Write out exactly what each line says, starting with the first line below and ending on the one with "pub mod time;".
*** Supplied records ***
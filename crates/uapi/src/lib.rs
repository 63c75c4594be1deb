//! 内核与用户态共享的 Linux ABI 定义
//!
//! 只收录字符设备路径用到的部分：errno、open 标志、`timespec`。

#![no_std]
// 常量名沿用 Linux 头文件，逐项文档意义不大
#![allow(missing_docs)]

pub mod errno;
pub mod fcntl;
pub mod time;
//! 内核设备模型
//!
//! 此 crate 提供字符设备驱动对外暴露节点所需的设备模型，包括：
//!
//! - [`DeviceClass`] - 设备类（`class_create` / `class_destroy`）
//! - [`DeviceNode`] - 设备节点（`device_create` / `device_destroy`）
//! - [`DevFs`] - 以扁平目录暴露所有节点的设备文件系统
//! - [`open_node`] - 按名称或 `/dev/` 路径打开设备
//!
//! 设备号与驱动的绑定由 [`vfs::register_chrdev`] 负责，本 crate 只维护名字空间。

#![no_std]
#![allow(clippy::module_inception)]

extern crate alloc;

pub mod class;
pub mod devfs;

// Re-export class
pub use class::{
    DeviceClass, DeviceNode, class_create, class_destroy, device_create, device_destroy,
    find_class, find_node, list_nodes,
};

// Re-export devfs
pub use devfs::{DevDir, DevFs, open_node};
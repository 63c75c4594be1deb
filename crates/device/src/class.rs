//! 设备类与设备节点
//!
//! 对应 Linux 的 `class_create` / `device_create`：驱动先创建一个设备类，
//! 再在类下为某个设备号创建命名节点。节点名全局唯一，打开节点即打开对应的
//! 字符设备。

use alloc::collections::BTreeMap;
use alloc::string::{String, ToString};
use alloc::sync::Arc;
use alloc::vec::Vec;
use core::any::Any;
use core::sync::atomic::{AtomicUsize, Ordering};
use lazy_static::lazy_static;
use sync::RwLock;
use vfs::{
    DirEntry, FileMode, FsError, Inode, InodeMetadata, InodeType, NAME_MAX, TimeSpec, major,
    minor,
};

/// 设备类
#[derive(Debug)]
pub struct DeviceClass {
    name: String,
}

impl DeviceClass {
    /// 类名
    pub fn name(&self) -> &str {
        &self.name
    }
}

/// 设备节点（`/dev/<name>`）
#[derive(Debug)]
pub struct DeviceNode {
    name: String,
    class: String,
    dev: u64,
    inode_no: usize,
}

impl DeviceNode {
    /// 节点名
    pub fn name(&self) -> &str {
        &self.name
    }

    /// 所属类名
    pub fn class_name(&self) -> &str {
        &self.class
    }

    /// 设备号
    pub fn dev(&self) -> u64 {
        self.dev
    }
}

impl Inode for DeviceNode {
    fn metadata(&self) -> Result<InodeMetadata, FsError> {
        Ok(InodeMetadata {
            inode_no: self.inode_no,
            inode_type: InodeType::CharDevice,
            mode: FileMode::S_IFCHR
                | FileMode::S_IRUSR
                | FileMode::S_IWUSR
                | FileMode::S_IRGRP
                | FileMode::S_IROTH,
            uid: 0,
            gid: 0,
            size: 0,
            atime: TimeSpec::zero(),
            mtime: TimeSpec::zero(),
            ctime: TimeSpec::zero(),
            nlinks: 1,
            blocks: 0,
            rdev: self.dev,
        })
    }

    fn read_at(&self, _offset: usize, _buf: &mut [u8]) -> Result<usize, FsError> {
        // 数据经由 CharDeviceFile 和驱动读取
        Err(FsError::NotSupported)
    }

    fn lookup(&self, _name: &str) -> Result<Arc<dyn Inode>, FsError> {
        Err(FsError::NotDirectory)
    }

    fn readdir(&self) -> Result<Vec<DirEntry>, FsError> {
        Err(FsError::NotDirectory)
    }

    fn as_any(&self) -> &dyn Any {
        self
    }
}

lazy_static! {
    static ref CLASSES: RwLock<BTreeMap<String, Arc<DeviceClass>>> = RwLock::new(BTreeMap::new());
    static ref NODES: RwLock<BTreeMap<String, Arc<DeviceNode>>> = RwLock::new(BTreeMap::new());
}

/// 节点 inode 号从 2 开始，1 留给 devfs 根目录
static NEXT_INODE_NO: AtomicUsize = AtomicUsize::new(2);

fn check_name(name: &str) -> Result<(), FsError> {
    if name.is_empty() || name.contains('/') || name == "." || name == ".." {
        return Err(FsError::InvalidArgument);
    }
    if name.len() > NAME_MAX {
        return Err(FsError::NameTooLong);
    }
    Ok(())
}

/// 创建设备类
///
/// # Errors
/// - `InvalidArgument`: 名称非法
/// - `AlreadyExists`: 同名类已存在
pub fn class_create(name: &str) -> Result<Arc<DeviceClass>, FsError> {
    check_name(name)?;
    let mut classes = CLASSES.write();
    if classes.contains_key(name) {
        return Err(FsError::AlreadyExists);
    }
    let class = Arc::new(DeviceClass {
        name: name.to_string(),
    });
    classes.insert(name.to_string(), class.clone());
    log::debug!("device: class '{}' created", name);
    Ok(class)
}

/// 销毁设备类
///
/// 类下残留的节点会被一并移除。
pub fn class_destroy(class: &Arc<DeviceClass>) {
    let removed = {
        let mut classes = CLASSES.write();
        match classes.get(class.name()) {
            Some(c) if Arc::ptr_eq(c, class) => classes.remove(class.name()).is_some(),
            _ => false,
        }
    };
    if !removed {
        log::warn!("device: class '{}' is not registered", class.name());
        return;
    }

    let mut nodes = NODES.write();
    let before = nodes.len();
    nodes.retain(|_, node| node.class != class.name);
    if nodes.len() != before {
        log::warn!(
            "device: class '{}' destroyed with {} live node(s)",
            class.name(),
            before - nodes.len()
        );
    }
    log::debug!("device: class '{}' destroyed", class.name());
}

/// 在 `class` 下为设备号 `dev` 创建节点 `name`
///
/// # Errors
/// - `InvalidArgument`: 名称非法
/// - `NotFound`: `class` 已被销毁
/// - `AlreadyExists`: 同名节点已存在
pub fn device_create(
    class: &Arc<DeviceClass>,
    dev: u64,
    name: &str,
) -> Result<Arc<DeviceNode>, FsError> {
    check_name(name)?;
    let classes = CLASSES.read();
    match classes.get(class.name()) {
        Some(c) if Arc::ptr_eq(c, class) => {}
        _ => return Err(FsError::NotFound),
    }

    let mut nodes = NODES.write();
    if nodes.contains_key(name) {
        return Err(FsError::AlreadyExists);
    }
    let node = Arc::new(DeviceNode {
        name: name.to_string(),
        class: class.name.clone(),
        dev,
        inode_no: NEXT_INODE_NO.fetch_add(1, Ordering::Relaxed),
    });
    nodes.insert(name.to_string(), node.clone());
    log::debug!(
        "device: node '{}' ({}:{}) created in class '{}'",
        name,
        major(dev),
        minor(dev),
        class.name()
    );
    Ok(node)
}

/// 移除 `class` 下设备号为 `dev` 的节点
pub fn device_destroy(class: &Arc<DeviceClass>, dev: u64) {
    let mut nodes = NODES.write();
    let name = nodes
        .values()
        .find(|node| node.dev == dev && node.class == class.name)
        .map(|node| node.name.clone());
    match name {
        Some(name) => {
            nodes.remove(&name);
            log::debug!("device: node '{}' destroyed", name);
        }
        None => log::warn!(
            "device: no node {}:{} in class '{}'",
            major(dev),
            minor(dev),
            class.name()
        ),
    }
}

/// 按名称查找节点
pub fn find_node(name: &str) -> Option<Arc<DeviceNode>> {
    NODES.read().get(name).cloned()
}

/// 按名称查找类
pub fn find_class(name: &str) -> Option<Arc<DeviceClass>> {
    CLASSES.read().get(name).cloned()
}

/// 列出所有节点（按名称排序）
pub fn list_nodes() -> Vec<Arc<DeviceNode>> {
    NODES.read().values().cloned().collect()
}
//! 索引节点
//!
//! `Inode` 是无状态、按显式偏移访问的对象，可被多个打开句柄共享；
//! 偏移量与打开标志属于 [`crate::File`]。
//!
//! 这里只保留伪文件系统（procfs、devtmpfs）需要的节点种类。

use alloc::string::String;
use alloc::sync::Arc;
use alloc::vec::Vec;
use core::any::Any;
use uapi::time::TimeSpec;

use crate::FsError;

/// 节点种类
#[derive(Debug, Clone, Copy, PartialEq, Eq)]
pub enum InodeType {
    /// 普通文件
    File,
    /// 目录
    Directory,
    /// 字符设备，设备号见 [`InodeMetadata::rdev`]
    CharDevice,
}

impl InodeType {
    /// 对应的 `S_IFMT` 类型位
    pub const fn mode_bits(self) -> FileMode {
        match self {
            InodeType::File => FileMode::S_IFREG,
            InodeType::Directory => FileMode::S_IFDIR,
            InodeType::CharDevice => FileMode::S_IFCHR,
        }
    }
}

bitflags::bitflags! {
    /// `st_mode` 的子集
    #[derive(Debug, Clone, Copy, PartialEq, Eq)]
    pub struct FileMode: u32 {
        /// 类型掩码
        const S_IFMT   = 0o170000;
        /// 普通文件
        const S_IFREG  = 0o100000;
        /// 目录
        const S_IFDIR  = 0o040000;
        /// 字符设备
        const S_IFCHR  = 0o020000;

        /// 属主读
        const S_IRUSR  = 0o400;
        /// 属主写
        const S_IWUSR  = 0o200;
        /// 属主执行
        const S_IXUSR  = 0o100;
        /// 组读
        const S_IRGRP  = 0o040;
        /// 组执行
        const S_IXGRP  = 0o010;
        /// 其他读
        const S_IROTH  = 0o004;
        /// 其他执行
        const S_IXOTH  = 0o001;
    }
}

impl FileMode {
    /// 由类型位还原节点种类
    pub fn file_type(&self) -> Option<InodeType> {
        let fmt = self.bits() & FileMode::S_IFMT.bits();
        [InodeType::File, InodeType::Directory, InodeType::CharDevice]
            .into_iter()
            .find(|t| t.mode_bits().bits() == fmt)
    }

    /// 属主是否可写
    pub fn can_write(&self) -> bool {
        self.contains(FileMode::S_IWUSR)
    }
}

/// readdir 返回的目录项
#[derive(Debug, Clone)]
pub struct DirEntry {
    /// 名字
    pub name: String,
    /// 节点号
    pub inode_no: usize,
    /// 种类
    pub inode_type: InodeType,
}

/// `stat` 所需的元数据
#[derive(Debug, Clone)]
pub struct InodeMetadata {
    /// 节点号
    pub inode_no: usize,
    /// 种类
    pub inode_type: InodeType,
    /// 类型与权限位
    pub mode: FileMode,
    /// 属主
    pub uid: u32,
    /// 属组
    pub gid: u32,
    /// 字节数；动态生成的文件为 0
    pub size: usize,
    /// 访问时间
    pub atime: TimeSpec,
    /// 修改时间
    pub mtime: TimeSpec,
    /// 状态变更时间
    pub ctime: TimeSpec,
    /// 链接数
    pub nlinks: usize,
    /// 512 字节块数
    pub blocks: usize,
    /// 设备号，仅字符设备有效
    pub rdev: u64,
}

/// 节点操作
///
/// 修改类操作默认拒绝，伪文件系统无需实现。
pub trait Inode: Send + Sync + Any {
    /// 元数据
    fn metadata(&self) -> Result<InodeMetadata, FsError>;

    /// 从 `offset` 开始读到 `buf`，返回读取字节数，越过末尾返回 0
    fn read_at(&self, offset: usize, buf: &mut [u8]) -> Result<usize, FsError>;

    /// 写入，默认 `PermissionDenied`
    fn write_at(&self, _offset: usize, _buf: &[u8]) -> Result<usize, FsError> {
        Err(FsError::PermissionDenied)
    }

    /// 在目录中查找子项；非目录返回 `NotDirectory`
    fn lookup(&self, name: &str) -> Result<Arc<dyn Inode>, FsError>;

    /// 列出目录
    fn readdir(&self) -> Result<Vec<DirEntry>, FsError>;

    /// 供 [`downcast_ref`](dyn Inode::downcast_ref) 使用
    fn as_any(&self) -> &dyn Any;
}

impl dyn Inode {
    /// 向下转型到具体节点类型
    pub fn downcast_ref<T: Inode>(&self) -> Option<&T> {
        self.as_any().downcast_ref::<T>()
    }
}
*** End of Supplied records ***
Exercise output:
filename crates/uapi/src/lib.rs
repository 63c75c4594be1deb
//! 内核与用户态共享的 Linux ABI 定义
//!
//! 只收录字符设备路径用到的部分：errno、open 标志、`timespec`。

#![no_std]
// 常量名沿用 Linux 头文件，逐项文档意义不大
#![allow(missing_docs)]

pub mod errno;
pub mod fcntl;
pub mod time;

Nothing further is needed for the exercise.